## Work instruction
The line containing "call reads the" marks the end: restate word for word every line from the first line of the entries below through that one.

Dataset entries
- - -
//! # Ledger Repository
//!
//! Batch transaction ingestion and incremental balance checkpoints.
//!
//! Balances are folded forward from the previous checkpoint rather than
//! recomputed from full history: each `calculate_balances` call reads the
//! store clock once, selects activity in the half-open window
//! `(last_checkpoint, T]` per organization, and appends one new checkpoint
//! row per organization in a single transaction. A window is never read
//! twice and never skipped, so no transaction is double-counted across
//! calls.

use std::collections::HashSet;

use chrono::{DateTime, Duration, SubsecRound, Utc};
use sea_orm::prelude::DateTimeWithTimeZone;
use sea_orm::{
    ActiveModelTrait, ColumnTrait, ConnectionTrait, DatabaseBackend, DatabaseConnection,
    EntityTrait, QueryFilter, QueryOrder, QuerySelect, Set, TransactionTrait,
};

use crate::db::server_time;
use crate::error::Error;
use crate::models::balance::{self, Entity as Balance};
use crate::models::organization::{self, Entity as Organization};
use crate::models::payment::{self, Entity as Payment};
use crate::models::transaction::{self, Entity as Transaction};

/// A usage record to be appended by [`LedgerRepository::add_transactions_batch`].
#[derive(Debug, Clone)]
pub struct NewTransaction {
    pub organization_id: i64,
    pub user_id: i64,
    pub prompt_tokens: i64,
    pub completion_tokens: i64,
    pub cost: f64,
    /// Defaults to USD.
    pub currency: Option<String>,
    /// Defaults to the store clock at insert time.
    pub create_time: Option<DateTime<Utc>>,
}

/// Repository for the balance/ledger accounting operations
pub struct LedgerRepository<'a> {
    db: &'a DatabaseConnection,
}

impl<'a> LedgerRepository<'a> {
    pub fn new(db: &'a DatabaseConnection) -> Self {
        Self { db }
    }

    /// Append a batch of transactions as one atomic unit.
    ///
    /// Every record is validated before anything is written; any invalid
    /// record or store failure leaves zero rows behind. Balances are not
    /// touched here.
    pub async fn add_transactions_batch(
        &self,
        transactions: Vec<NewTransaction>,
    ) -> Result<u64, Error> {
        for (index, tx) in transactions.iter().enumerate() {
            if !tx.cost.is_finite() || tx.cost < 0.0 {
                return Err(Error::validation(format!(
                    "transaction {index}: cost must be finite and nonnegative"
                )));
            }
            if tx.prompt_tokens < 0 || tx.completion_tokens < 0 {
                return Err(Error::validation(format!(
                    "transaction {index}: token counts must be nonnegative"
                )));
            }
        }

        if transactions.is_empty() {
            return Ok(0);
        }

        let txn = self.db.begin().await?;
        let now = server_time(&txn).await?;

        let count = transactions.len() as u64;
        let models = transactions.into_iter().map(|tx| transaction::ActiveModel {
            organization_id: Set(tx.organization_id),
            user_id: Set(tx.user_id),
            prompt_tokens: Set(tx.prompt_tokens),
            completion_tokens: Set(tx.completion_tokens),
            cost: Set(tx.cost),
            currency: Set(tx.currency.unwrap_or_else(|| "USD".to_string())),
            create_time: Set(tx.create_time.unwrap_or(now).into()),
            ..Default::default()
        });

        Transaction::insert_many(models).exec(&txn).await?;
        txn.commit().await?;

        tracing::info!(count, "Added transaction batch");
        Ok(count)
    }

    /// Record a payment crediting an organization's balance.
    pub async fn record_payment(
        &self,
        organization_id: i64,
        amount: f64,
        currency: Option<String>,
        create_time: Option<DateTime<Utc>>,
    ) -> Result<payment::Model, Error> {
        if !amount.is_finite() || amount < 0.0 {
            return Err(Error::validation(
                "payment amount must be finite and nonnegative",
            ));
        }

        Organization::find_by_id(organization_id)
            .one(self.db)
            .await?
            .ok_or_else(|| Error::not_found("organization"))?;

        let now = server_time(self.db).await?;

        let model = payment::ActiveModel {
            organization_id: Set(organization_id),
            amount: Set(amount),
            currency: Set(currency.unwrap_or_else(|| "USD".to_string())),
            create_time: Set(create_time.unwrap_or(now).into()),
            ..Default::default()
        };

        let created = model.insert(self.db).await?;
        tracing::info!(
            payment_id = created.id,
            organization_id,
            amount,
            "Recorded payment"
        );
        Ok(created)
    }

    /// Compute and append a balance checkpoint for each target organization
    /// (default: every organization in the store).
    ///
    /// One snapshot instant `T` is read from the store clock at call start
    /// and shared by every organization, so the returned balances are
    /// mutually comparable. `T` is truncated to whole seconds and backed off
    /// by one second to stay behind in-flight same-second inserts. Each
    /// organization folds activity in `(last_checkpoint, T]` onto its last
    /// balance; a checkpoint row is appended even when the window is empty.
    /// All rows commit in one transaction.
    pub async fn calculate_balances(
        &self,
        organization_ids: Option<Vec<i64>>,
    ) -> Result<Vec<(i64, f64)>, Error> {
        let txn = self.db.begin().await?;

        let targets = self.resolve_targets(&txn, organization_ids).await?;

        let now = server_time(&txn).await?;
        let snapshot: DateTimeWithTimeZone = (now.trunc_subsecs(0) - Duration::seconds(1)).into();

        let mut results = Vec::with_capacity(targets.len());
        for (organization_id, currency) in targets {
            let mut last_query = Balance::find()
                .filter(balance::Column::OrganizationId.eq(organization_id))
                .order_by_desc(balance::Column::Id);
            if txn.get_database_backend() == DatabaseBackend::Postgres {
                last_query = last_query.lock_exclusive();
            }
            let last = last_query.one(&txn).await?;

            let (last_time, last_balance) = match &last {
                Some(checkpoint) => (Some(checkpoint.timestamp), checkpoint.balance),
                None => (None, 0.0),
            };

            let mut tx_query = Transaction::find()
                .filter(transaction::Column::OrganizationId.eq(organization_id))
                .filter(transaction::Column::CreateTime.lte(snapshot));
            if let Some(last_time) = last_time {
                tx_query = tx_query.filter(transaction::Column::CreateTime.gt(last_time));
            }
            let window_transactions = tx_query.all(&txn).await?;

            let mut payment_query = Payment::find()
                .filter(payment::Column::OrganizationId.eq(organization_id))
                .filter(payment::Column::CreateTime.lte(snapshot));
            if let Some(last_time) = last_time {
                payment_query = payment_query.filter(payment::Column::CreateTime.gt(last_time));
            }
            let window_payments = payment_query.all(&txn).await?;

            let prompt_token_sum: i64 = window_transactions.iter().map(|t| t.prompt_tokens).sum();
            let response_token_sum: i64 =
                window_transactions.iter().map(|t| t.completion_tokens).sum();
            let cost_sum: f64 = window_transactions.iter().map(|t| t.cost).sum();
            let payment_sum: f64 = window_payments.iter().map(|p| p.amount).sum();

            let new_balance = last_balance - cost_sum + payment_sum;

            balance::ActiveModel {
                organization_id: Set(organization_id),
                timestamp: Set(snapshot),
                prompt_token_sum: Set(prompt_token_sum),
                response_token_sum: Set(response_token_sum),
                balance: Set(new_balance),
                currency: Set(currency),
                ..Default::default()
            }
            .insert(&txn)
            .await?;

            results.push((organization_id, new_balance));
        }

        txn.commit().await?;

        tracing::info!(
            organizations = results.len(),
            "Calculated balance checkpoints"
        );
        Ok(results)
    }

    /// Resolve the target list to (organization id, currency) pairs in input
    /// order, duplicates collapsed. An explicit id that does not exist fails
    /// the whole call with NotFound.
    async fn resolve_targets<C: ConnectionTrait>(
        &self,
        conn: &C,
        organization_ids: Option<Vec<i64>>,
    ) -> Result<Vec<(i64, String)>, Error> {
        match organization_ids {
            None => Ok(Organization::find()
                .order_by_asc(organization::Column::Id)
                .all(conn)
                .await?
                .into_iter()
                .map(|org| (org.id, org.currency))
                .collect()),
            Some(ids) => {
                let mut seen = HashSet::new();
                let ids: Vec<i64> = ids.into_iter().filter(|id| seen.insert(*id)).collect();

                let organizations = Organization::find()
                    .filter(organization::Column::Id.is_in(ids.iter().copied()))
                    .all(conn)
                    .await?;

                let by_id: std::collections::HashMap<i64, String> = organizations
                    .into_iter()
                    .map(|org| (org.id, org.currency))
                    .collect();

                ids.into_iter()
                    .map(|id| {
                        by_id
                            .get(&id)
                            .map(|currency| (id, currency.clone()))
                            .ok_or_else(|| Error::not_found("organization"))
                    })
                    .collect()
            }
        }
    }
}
- - -
## Output for this task
//! # Ledger Repository
//!
//! Batch transaction ingestion and incremental balance checkpoints.
//!
//! Balances are folded forward from the previous checkpoint rather than
//! recomputed from full history: each `calculate_balances` call reads the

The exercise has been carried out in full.